Here are a few things about Google stuff, some good and some not so. Let’s start with the good and if you have a Gmail account you can try this first one yourself. Log into Google and then follow this link, to add Prof Econ’s Group (Professor.Economist is a particular account in Google that I have for this demo) as a tab to your iGoogle page. Even if you don’t want to try that, you can get much of the idea by going to your own iGoogle page, clicking on the down arrow next to the active tab, and then following the Share this tab link.
When you do that, you get a window to invite people to share with. In that window there is a checkbox for each gadget on the tab and then there is another checkbox, initially unchecked, that says Share pre-configured gadget settings. I checked that box, then sent the invite message to another of my Gmail accounts. Here is a screenshot of the added tab for those who opt not to actually add that tab to their own iGoogle page. You can follow along with the rest by looking at the screen shot.
There are 6 gadgets on this tab. Prof Econ’s Place is my name for what others might call “Announcements.” It is created by a feed from this blog, which is from where it takes its name. If you’ve installed the tab, you can actually click through to the blog from the gadget. Likewise, the del.icio.us content is what others might call “Bookmarks” and obviously comes from a del.icio.us feed. Do note that the feeds sometimes take a while to update. Let me skip the next three gadgets and return to them. The Google Video gadget also comes from feeds. In this case you do a search to identify the video content so the content you want must be uniquely identified by the search. I did two different searches, each associated with its own tag.
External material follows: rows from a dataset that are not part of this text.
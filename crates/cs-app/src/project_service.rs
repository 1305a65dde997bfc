//! Project loading and saving for the frontends.

use crate::error::{AppError, AppResult};
use cs_chemistry::ChemistryCatalog;
use cs_project::Project;
use std::path::Path;
use tracing::info;

pub fn load_project(path: &Path) -> AppResult<Project> {
    let project = cs_project::load(path)?;
    info!(
        path = %path.display(),
        cells = project.cells.len(),
        "project loaded"
    );
    Ok(project)
}

pub fn save_project(path: &Path, project: &Project) -> AppResult<()> {
    cs_project::save(path, project)?;
    info!(path = %path.display(), "project saved");
    Ok(())
}

pub fn validate_project(project: &Project) -> AppResult<()> {
    cs_project::validate_project(project).map_err(|e| AppError::Project(e.to_string()))
}

pub fn catalog_for(project: &Project) -> AppResult<ChemistryCatalog> {
    Ok(project.build_catalog()?)
}
//! Chemistry catalog errors.

use cs_core::CoreError;
use thiserror::Error;

/// Result type for catalog operations.
pub type ChemistryResult<T> = Result<T, ChemistryError>;

#[derive(Error, Debug, Clone, PartialEq)]
pub enum ChemistryError {
    /// Requested name is not a key of the catalog.
    #[error("Unknown chemistry: {name}")]
    UnknownChemistry { name: String },

    /// Two catalog entries share a name.
    #[error("Duplicate chemistry name: {name}")]
    DuplicateName { name: String },

    #[error("Invalid profile '{name}': {source}")]
    InvalidProfile {
        name: String,
        #[source]
        source: CoreError,
    },

    #[error("Invalid argument: {what}")]
    InvalidArg { what: &'static str },
}
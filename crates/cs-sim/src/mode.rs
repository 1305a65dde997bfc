use serde::{Deserialize, Serialize};
use std::fmt;
use std::str::FromStr;

/// Direction of a run.
#[derive(Debug, Clone, Copy, PartialEq, Eq, Hash, Default, Serialize, Deserialize)]
pub enum Mode {
    #[default]
    Charging,
    Discharging,
}

impl Mode {
    pub const ALL: [Mode; 2] = [Mode::Charging, Mode::Discharging];

    /// +1 for charging, -1 for discharging. Positive current flows into the pack.
    pub fn sign(self) -> f64 {
        match self {
            Self::Charging => 1.0,
            Self::Discharging => -1.0,
        }
    }

    /// SOC in percent before the first step.
    pub fn initial_soc(self) -> f64 {
        match self {
            Self::Charging => 0.0,
            Self::Discharging => 100.0,
        }
    }

    pub fn label(self) -> &'static str {
        match self {
            Self::Charging => "Charging",
            Self::Discharging => "Discharging",
        }
    }
}

impl fmt::Display for Mode {
    fn fmt(&self, f: &mut fmt::Formatter<'_>) -> fmt::Result {
        f.write_str(self.label())
    }
}

/// Unrecognised mode string.
#[derive(Debug, Clone, PartialEq, Eq, thiserror::Error)]
#[error("Unknown mode '{0}' (expected Charging or Discharging)")]
pub struct ParseModeError(pub String);

impl FromStr for Mode {
    type Err = ParseModeError;

    fn from_str(s: &str) -> Result<Self, Self::Err> {
        match s.trim().to_ascii_lowercase().as_str() {
            "charging" | "charge" => Ok(Self::Charging),
            "discharging" | "discharge" => Ok(Self::Discharging),
            _ => Err(ParseModeError(s.to_string())),
        }
    }
}
//! Optional memoization of simulation results.

use crate::error::AppResult;
use cs_sim::{Mode, SimulationRequest, SimulationResult, simulate};
use std::collections::HashMap;

/// Request fingerprint. Chemistry values are compared by bit pattern.
#[derive(Debug, Clone, PartialEq, Eq, Hash)]
struct RequestKey {
    chemistry: String,
    voltage_bits: u64,
    capacity_bits: u64,
    efficiency_bits: u64,
    series: u32,
    parallel: u32,
    mode: Mode,
    duration_s: u32,
}

impl From<&SimulationRequest> for RequestKey {
    fn from(req: &SimulationRequest) -> Self {
        Self {
            chemistry: req.chemistry.name().to_string(),
            voltage_bits: req.chemistry.nominal_voltage_v().to_bits(),
            capacity_bits: req.chemistry.nominal_capacity_ah().to_bits(),
            efficiency_bits: req.chemistry.efficiency().to_bits(),
            series: req.pack.series_count,
            parallel: req.pack.parallel_count,
            mode: req.mode,
            duration_s: req.duration_s,
        }
    }
}

/// Caller-owned cache of results keyed on the full request.
#[derive(Debug, Default)]
pub struct SimulationCache {
    entries: HashMap<RequestKey, SimulationResult>,
    hits: u64,
    misses: u64,
}

impl SimulationCache {
    pub fn new() -> Self {
        Self::default()
    }

    pub fn get_or_run(&mut self, request: &SimulationRequest) -> AppResult<&SimulationResult> {
        let key = RequestKey::from(request);
        if self.entries.contains_key(&key) {
            self.hits += 1;
        } else {
            let result = simulate(request)?;
            self.misses += 1;
            self.entries.insert(key.clone(), result);
        }
        Ok(&self.entries[&key])
    }

    pub fn len(&self) -> usize {
        self.entries.len()
    }

    pub fn is_empty(&self) -> bool {
        self.entries.is_empty()
    }

    pub fn hits(&self) -> u64 {
        self.hits
    }

    pub fn misses(&self) -> u64 {
        self.misses
    }

    pub fn clear(&mut self) {
        self.entries.clear();
        self.hits = 0;
        self.misses = 0;
    }
}
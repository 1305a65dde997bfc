// cs-core/src/units.rs

use uom::si::f64::{
    ElectricCharge as UomElectricCharge, ElectricCurrent as UomElectricCurrent,
    ElectricPotential as UomElectricPotential, Energy as UomEnergy, Ratio as UomRatio,
};

// Public canonical unit types (SI, f64)
pub type Charge = UomElectricCharge;
pub type Current = UomElectricCurrent;
pub type Voltage = UomElectricPotential;
pub type Energy = UomEnergy;
pub type Ratio = UomRatio;

#[inline]
pub fn volts(v: f64) -> Voltage {
    use uom::si::electric_potential::volt;
    Voltage::new::<volt>(v)
}

#[inline]
pub fn amp_hours(v: f64) -> Charge {
    use uom::si::electric_charge::ampere_hour;
    Charge::new::<ampere_hour>(v)
}

#[inline]
pub fn amps(v: f64) -> Current {
    use uom::si::electric_current::ampere;
    Current::new::<ampere>(v)
}

#[inline]
pub fn unitless(v: f64) -> Ratio {
    use uom::si::ratio::ratio;
    Ratio::new::<ratio>(v)
}

/// Nominal stored energy of a cell or pack in watt-hours.
#[inline]
pub fn watt_hours(voltage: Voltage, charge: Charge) -> f64 {
    use uom::si::energy::watt_hour;
    let energy: Energy = voltage * charge;
    energy.get::<watt_hour>()
}
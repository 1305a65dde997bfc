//! Linear ramp simulation.

use crate::error::SimResult;
use crate::mode::Mode;
use crate::record::{Sample, SimulationResult};
use crate::request::SimulationRequest;
use tracing::debug;

/// Produce one sample per second of SOC, pack voltage and current.
///
/// Each step first moves SOC by `100 / duration_s` toward the target end
/// (clamped to [0, 100]) and then records it, so the sample at `t = 0`
/// already carries one increment. Current is the constant
/// `pack_capacity / duration_s` with the sign of the mode and is not derived
/// from the SOC change. Voltage scales pack voltage by SOC.
///
/// Fails only on invalid requests, before any sample exists.
pub fn simulate(request: &SimulationRequest) -> SimResult<SimulationResult> {
    request.validate()?;

    let pack_voltage_v = request.pack.pack_voltage_v(&request.chemistry);
    let pack_capacity_ah = request.pack.pack_capacity_ah(&request.chemistry);
    let duration = f64::from(request.duration_s);
    let sign = request.mode.sign();

    let mut samples = Vec::with_capacity(request.duration_s as usize);
    let mut soc = request.mode.initial_soc();

    for t in 0..request.duration_s {
        let ramp = 100.0 / duration;
        soc = match request.mode {
            Mode::Charging => (soc + ramp).min(100.0),
            Mode::Discharging => (soc - ramp).max(0.0),
        };

        let current_a = (pack_capacity_ah / duration) * sign;
        let voltage_v = pack_voltage_v * (soc / 100.0);

        samples.push(Sample {
            time_s: t,
            soc_percent: soc,
            voltage_v,
            current_a,
        });
    }

    debug!(
        chemistry = request.chemistry.name(),
        series = request.pack.series_count,
        parallel = request.pack.parallel_count,
        cells = request.pack.cell_count(),
        mode = %request.mode,
        duration_s = request.duration_s,
        pack_voltage_v,
        pack_capacity_ah,
        "simulation complete"
    );

    Ok(SimulationResult {
        chemistry: request.chemistry.clone(),
        mode: request.mode,
        samples,
        pack_voltage_v,
        pack_capacity_ah,
    })
}

#[cfg(test)]
mod tests {
    use super::*;
    use crate::{PackConfiguration, SimError};
    use cs_chemistry::{ChemistryProfile, reference_catalog};

    fn approx(a: f64, b: f64) -> bool {
        (a - b).abs() < 1e-9
    }

    fn request(
        name: &str,
        series: u32,
        parallel: u32,
        mode: Mode,
        duration_s: u32,
    ) -> SimulationRequest {
        SimulationRequest::from_catalog(
            &reference_catalog(),
            name,
            PackConfiguration::new(series, parallel).unwrap(),
            mode,
            duration_s,
        )
        .unwrap()
    }

    #[test]
    fn lithium_ion_3s2p_charging_ten_seconds() {
        let result = simulate(&request("Lithium-Ion", 3, 2, Mode::Charging, 10)).unwrap();

        assert!(approx(result.pack_voltage_v, 11.1));
        assert!(approx(result.pack_capacity_ah, 5.0));
        assert_eq!(result.len(), 10);

        let first = result.samples[0];
        assert_eq!(first.time_s, 0);
        assert!(approx(first.soc_percent, 10.0));
        assert!(approx(first.current_a, 0.5));
        assert!(approx(first.voltage_v, 1.11));

        let last = result.samples[9];
        assert_eq!(last.time_s, 9);
        assert!(approx(last.soc_percent, 100.0));
        assert!(approx(last.current_a, 0.5));
        assert!(approx(last.voltage_v, 11.1));
    }

    #[test]
    fn discharging_ramps_down_to_zero() {
        let result = simulate(&request("LFP", 4, 1, Mode::Discharging, 20)).unwrap();

        assert!(approx(result.samples[0].soc_percent, 95.0));
        assert!(approx(result.samples[19].soc_percent, 0.0));
        assert!(approx(result.samples[0].current_a, -0.15));
        assert!(approx(result.samples[19].voltage_v, 0.0));
    }

    #[test]
    fn single_second_jumps_to_the_end() {
        let charge = simulate(&request("NiMH", 1, 1, Mode::Charging, 1)).unwrap();
        assert_eq!(charge.len(), 1);
        assert_eq!(charge.samples[0].soc_percent, 100.0);
        assert_eq!(charge.samples[0].current_a, 2.0);

        let discharge = simulate(&request("NiMH", 1, 1, Mode::Discharging, 1)).unwrap();
        assert_eq!(discharge.len(), 1);
        assert_eq!(discharge.samples[0].soc_percent, 0.0);
        assert_eq!(discharge.samples[0].voltage_v, 0.0);
    }

    #[test]
    fn zero_duration_is_rejected_without_samples() {
        let mut req = request("NMC", 2, 2, Mode::Charging, 10);
        req.duration_s = 0;
        assert!(matches!(
            simulate(&req),
            Err(SimError::InvalidParameters { .. })
        ));
    }

    #[test]
    fn zero_counts_are_rejected() {
        let mut req = request("NMC", 2, 2, Mode::Charging, 10);
        req.pack.series_count = 0;
        assert!(matches!(
            simulate(&req),
            Err(SimError::InvalidParameters { .. })
        ));

        let mut req = request("NMC", 2, 2, Mode::Charging, 10);
        req.pack.parallel_count = 0;
        assert!(simulate(&req).is_err());
    }

    #[test]
    fn efficiency_does_not_change_the_output() {
        let a = ChemistryProfile::new("A", 3.7, 2.5, 0.5).unwrap();
        let b = ChemistryProfile::new("A", 3.7, 2.5, 1.0).unwrap();
        let pack = PackConfiguration::new(2, 2).unwrap();
        let ra = simulate(&SimulationRequest::new(a, pack, Mode::Charging, 40).unwrap()).unwrap();
        let rb = simulate(&SimulationRequest::new(b, pack, Mode::Charging, 40).unwrap()).unwrap();
        assert_eq!(ra.samples, rb.samples);
    }

    #[test]
    fn unit_accessors_match_raw_fields() {
        use cs_core::uom::si::electric_charge::ampere_hour;
        use cs_core::uom::si::electric_current::ampere;
        use cs_core::uom::si::electric_potential::volt;

        let result = simulate(&request("Lead-Acid", 6, 2, Mode::Discharging, 50)).unwrap();
        assert!(approx(result.pack_voltage().get::<volt>(), 12.0));
        assert!(approx(result.pack_capacity().get::<ampere_hour>(), 10.0));
        for sample in &result.samples {
            assert!(approx(sample.current().get::<ampere>(), sample.current_a));
        }
    }

    #[test]
    fn plot_series_share_time_axis() {
        let result = simulate(&request("LCO", 2, 3, Mode::Charging, 25)).unwrap();
        let soc = result.soc_series();
        let voltage = result.voltage_series();
        let current = result.current_series();
        assert_eq!(soc.len(), 25);
        assert_eq!(result.times(), (0..25).collect::<Vec<u32>>());
        for i in 0..25 {
            assert_eq!(soc[i][0], i as f64);
            assert_eq!(voltage[i][0], soc[i][0]);
            assert_eq!(current[i][0], soc[i][0]);
        }
    }
}

#[cfg(test)]
mod proptests {
    use super::*;
    use crate::PackConfiguration;
    use cs_chemistry::reference_catalog;
    use proptest::prelude::*;

    fn arb_request() -> impl Strategy<Value = SimulationRequest> {
        (0usize..8, 1u32..=10, 1u32..=5, any::<bool>(), 1u32..=400).prop_map(
            |(chem, series, parallel, charging, duration_s)| {
                let catalog = reference_catalog();
                let chemistry = catalog.iter().nth(chem).cloned().unwrap();
                let mode = if charging {
                    Mode::Charging
                } else {
                    Mode::Discharging
                };
                SimulationRequest::new(
                    chemistry,
                    PackConfiguration::new(series, parallel).unwrap(),
                    mode,
                    duration_s,
                )
                .unwrap()
            },
        )
    }

    proptest! {
        #[test]
        fn one_sample_per_second(req in arb_request()) {
            let result = simulate(&req).unwrap();
            prop_assert_eq!(result.len(), req.duration_s as usize);
            for (i, s) in result.samples.iter().enumerate() {
                prop_assert_eq!(s.time_s as usize, i);
            }
        }

        #[test]
        fn soc_is_bounded_and_monotone(req in arb_request()) {
            let result = simulate(&req).unwrap();
            for s in &result.samples {
                prop_assert!((0.0..=100.0).contains(&s.soc_percent));
                prop_assert!(s.voltage_v >= 0.0);
            }
            for w in result.samples.windows(2) {
                match req.mode {
                    Mode::Charging => prop_assert!(w[1].soc_percent >= w[0].soc_percent),
                    Mode::Discharging => prop_assert!(w[1].soc_percent <= w[0].soc_percent),
                }
            }
        }

        #[test]
        fn current_is_constant(req in arb_request()) {
            let result = simulate(&req).unwrap();
            let expected = (req.chemistry.nominal_capacity_ah() * f64::from(req.pack.parallel_count)
                / f64::from(req.duration_s))
                * req.mode.sign();
            for s in &result.samples {
                prop_assert_eq!(s.current_a, expected);
            }
        }

        #[test]
        fn voltage_follows_soc(req in arb_request()) {
            let result = simulate(&req).unwrap();
            for s in &result.samples {
                prop_assert_eq!(s.voltage_v, result.pack_voltage_v * (s.soc_percent / 100.0));
            }
        }

        #[test]
        fn deterministic(req in arb_request()) {
            prop_assert_eq!(simulate(&req).unwrap(), simulate(&req).unwrap());
        }
    }
}
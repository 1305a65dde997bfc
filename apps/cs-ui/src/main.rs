#![cfg_attr(not(debug_assertions), windows_subsystem = "windows")]

mod app;
mod views;

use app::CellSimApp;

fn main() -> eframe::Result<()> {
    tracing_subscriber::fmt::init();

    let options = eframe::NativeOptions {
        viewport: egui::ViewportBuilder::default()
            .with_inner_size([1280.0, 860.0])
            .with_title("Battery Cell Simulator"),
        ..Default::default()
    };

    eframe::run_native(
        "Battery Cell Simulator",
        options,
        Box::new(|cc| Ok(Box::new(CellSimApp::new(cc)))),
    )
}
use crate::error::{SimError, SimResult};
use crate::mode::Mode;
use crate::pack::PackConfiguration;
use cs_chemistry::{ChemistryCatalog, ChemistryProfile};
use serde::{Deserialize, Serialize};

/// Parameters of one run. Built fresh for every render or trigger.
#[derive(Debug, Clone, PartialEq, Serialize, Deserialize)]
pub struct SimulationRequest {
    pub chemistry: ChemistryProfile,
    pub pack: PackConfiguration,
    pub mode: Mode,
    pub duration_s: u32,
}

impl SimulationRequest {
    pub fn new(
        chemistry: ChemistryProfile,
        pack: PackConfiguration,
        mode: Mode,
        duration_s: u32,
    ) -> SimResult<Self> {
        let request = Self {
            chemistry,
            pack,
            mode,
            duration_s,
        };
        request.validate()?;
        Ok(request)
    }

    /// Resolve `chemistry_name` against `catalog` and build a validated request.
    pub fn from_catalog(
        catalog: &ChemistryCatalog,
        chemistry_name: &str,
        pack: PackConfiguration,
        mode: Mode,
        duration_s: u32,
    ) -> SimResult<Self> {
        let chemistry = catalog.lookup(chemistry_name)?.clone();
        Self::new(chemistry, pack, mode, duration_s)
    }

    /// Also re-checks the chemistry profile.
    pub fn validate(&self) -> SimResult<()> {
        self.chemistry.validate()?;
        if self.duration_s == 0 {
            return Err(SimError::InvalidParameters {
                what: "duration_s must be at least 1",
            });
        }
        self.pack.validate()
    }
}
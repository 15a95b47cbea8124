//! Configuration loader.
//!
//! This module provides functionality to load configuration from multiple sources.

use super::{ConfigError, DEFAULT_CONFIG_FILES, ENV_PREFIX, Result, models::*, validation};
use figment::{
    Figment,
    providers::{Env, Format, Json, Serialized, Toml, Yaml},
};
use std::path::{Path, PathBuf};

/// Configuration loader that handles loading from multiple sources.
#[derive(Debug, Clone)]
pub struct ConfigLoader {
    figment: Figment,
}

impl ConfigLoader {
    /// Create a new configuration loader with default values.
    pub fn new() -> Self {
        let figment = Figment::new().merge(Serialized::defaults(AnamnesisConfig::default()));
        Self { figment }
    }

    /// Load configuration from a file.
    pub fn load_file<P: AsRef<Path>>(&mut self, path: P) -> Result<&mut Self> {
        let path = path.as_ref();

        if !path.exists() {
            return Err(ConfigError::FileLoadError(format!(
                "Configuration file not found: {}",
                path.display()
            )));
        }

        let figment = std::mem::take(&mut self.figment);
        self.figment = match path.extension().and_then(|ext| ext.to_str()) {
            Some("toml") => figment.merge(Toml::file(path)),
            Some("yaml") | Some("yml") => figment.merge(Yaml::file(path)),
            Some("json") => figment.merge(Json::file(path)),
            _ => {
                self.figment = figment;
                return Err(ConfigError::FileLoadError(format!(
                    "Unsupported file format: {}",
                    path.display()
                )));
            }
        };

        Ok(self)
    }

    /// Attempt to load from default configuration file locations.
    pub fn load_default_files(&mut self) -> &mut Self {
        for file in DEFAULT_CONFIG_FILES {
            let path = PathBuf::from(file);
            if path.exists() && self.load_file(&path).is_ok() {
                return self;
            }
        }

        if let Some(proj_dirs) = directories::ProjectDirs::from("org", "anamnesis", "anamnesis") {
            let config_dir = proj_dirs.config_dir();

            for ext in &["toml", "yaml", "yml", "json"] {
                let path = config_dir.join(format!("config.{}", ext));
                if path.exists() && self.load_file(&path).is_ok() {
                    break;
                }
            }
        }

        self
    }

    /// Load configuration from environment variables.
    pub fn load_env(&mut self) -> &mut Self {
        let figment =
            std::mem::take(&mut self.figment).merge(Env::prefixed(ENV_PREFIX).split("__"));
        self.figment = figment;
        self
    }

    /// Load configuration from a custom source.
    pub fn merge<T: figment::Provider>(&mut self, provider: T) -> &mut Self {
        let figment = std::mem::take(&mut self.figment).merge(provider);
        self.figment = figment;
        self
    }

    /// Extract and validate the configuration.
    pub fn extract(&self) -> Result<AnamnesisConfig> {
        let config: AnamnesisConfig = self
            .figment
            .extract()
            .map_err(|e| ConfigError::ParseError(e.to_string()))?;

        validation::validate_config(&config)?;

        Ok(config)
    }
}

impl Default for ConfigLoader {
    fn default() -> Self {
        Self::new()
    }
}
//! # Anamnesis
//!
//! Semantic memory and context persistence for autonomous agents:
//!
//! - **Fact memory**: typed entities and directed, predicate-labelled
//!   relationships with confidence and provenance, written in atomic units
//!   that deduplicate entities against everything already remembered.
//! - **Conversation ledger**: an append-only sequence of messages whose
//!   content is streamed in per slot and becomes visible only on commit.
//!
//! ## Quick Start
//!
//! ```rust,no_run
//! use anamnesis::prelude::*;
//! use serde_json::json;
//!
//! async fn example() -> Result<()> {
//!     let anamnesis = Anamnesis::for_testing();
//!
//!     // Remember a unit of facts; it lands completely or not at all
//!     anamnesis
//!         .memory()
//!         .remember(|unit| {
//!             let alice = unit.entity("Person", json!({"name": "Alice"}))?;
//!             let acme = unit.entity("Company", json!({"name": "Acme"}))?;
//!             unit.relationship(alice, "works_at", acme)
//!                 .confidence(0.9)
//!                 .source("onboarding call")
//!                 .declare()?;
//!             Ok(())
//!         })
//!         .await?;
//!
//!     let facts = anamnesis
//!         .memory()
//!         .query_all("(Person {name: \"Alice\"})-[works_at]->(Company)")
//!         .await?;
//!     assert_eq!(facts.len(), 1);
//!
//!     // Stream a message into the ledger
//!     let message = anamnesis.context().new_message(Role::Assistant)?;
//!     let mut text = message.new_text_content()?;
//!     text.append("Hello, ");
//!     text.append("world");
//!     text.close().await?;
//!     message.commit().await?;
//!
//!     Ok(())
//! }
//! ```

pub mod config;
pub mod context;
pub mod logging;
pub mod memory;
pub mod storage;

use std::sync::Arc;
use tracing::info;

use crate::context::ContextStore;
use crate::memory::MemoryEngine;

/// The prelude re-exports commonly used types for convenience
pub mod prelude {
    pub use crate::{Anamnesis, init, init_with_defaults};

    pub use crate::config::{AnamnesisConfig, ConfigBuilder, ConfigLoader, LogLevel};

    pub use crate::memory::{
        Entity, EntityId, EntityPattern, EntityRef, FactQuery, FactRecord, LocalId, MemoryBuilder,
        MemoryEngine, Relationship, RelationshipId, Remembered, UnitReceipt,
    };

    pub use crate::context::{
        ContentAppender, ContextStore, Message, MessageId, MessageStore, Role,
    };

    pub use crate::storage::{GraphBackend, StorageError};

    pub use crate::{AnamnesisError, Result};
}

/// Current library version
pub const VERSION: &str = env!("CARGO_PKG_VERSION");

/// Error type for Anamnesis operations
#[derive(Debug, thiserror::Error)]
pub enum AnamnesisError {
    /// A declaration, query or content item is malformed; nothing was written
    #[error("Validation error: {0}")]
    Validation(String),

    /// The backend or content sink failed
    #[error("Storage error: {0}")]
    Storage(String),

    /// The operation is not allowed in the object's current state
    #[error("State error: {0}")]
    State(String),

    /// A referenced entity, message or slot does not exist
    #[error("Not found: {0}")]
    NotFound(String),

    /// Configuration error
    #[error("Configuration error: {0}")]
    Configuration(String),

    /// Logging error
    #[error("Logging error: {0}")]
    Logging(#[from] crate::logging::LogError),

    /// Other unclassified errors
    #[error("{0}")]
    Other(String),
}

/// Result type for Anamnesis operations
pub type Result<T> = std::result::Result<T, AnamnesisError>;

/// Fact memory and conversation ledger wired to one configuration
#[derive(Debug, Clone)]
pub struct Anamnesis {
    memory: MemoryEngine,
    context: ContextStore,
    _logging: Arc<logging::LoggingGuard>,
}

impl Anamnesis {
    /// Assemble from already constructed parts
    pub fn from_parts(memory: MemoryEngine, context: ContextStore) -> Self {
        Self {
            memory,
            context,
            _logging: Arc::new(logging::LoggingGuard::default()),
        }
    }

    /// In-memory graph and ledger, no logging setup
    pub fn for_testing() -> Self {
        let backend = Arc::new(storage::InMemoryGraphBackend::new());
        Self::from_parts(MemoryEngine::new(backend), ContextStore::in_memory())
    }

    pub fn memory(&self) -> &MemoryEngine {
        &self.memory
    }

    pub fn context(&self) -> &ContextStore {
        &self.context
    }
}

/// Initialize Anamnesis with configuration from the default files and the
/// environment
pub async fn init_with_defaults() -> Result<Anamnesis> {
    let config = config::ConfigLoader::new()
        .load_default_files()
        .load_env()
        .extract()?;
    init(config).await
}

/// Initialize Anamnesis with the provided configuration
///
/// Installs logging, builds the graph backend and content sink, and restores
/// the committed ledger when `context.restore_on_open` is set.
pub async fn init(config: config::AnamnesisConfig) -> Result<Anamnesis> {
    config::validate_config(&config)?;
    let logging = logging::init(&config.logging)?;

    let backend = storage::create_graph_backend(&config).await?;
    let memory = MemoryEngine::with_config(backend, &config.memory);

    let sink = storage::create_content_sink(&config)?;
    let context = if config.context.restore_on_open {
        ContextStore::open(sink).await?
    } else {
        ContextStore::new(sink)
    };

    info!(
        version = VERSION,
        engine = ?config.storage.graph.engine,
        content = ?config.storage.content.kind,
        "Anamnesis initialized"
    );

    Ok(Anamnesis {
        memory,
        context,
        _logging: Arc::new(logging),
    })
}

#[cfg(test)]
mod tests {
    use super::*;

    #[tokio::test]
    async fn test_init_with_testing_config() {
        let config = config::ConfigBuilder::for_testing().build().unwrap();
        let anamnesis = init(config).await.unwrap();
        assert_eq!(anamnesis.memory().stats().await.unwrap().entity_count, 0);
        assert!(anamnesis.context().list_messages().unwrap().is_empty());
    }

    #[tokio::test]
    async fn test_init_rejects_invalid_config() {
        let mut config = config::AnamnesisConfig::default();
        config.memory.max_entities_per_unit = 0;
        let err = init(config).await.unwrap_err();
        assert!(matches!(err, AnamnesisError::Configuration(_)));
    }
}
The above three gadgets work pretty much as in any other feed aggregator, such as Netvibes (though I’d be curious as to whether the Google Video gadget works in Netvibes). The next three work differently and in my view inconsistently apply the checkbox for pre-configured gadgets. The calendar one works as advertised. It appears to show the particular Calendar from Prof Econ’s group, whether the user is subscribed or not. The other two gadgets show the most recent items from the user’s Gmail and Google docs, not the most recent items for these tools from Prof Econ’s Gmail and Google docs. That’s ok if it is understood how it works.
The Google docs gadget is really the most interesting one. For Prof Econ to get a document he has uploaded to appear in that gadget for a user, Prof Econ must share the document with the user. Sharing is managed via Gmail contacts. In the process of sharing the document, Prof Econ sends an email message to the user to which says that the document is being shared. The user doesn’t have to do anything with that email. It serves as a receipt only. One reason to show the Gmail gadget on the page is that for each document that Prof Econ shares there should be a corresponding email receipt.
In order to get this to function smoothly, Prof Econ needs to amass the Gmail addresses of all the users. At present, that is the single biggest headache to get this approach to work – how to amass those accounts. In a group with a few dozen people, this is a manageable problem and I’d encourage the approach. In a class with several hundred students, that problem may make the approach unwieldy. From my play with this, I suggest that if the group gets much larger than 5 or 10, that the person playing the role of Prof Econ actually set up a separate Gmail account just for this purpose, so that the contact list coincides with membership in the group. Then the distribution is fairly easy. If the contact list in your regular Gmail account has many names already, deciding who is in the group or not will be time consuming. Perhaps soon in the future Google docs will allow subfolders of Contacts and you can set up the group that way. But right now a separate account seems to be the easiest approach.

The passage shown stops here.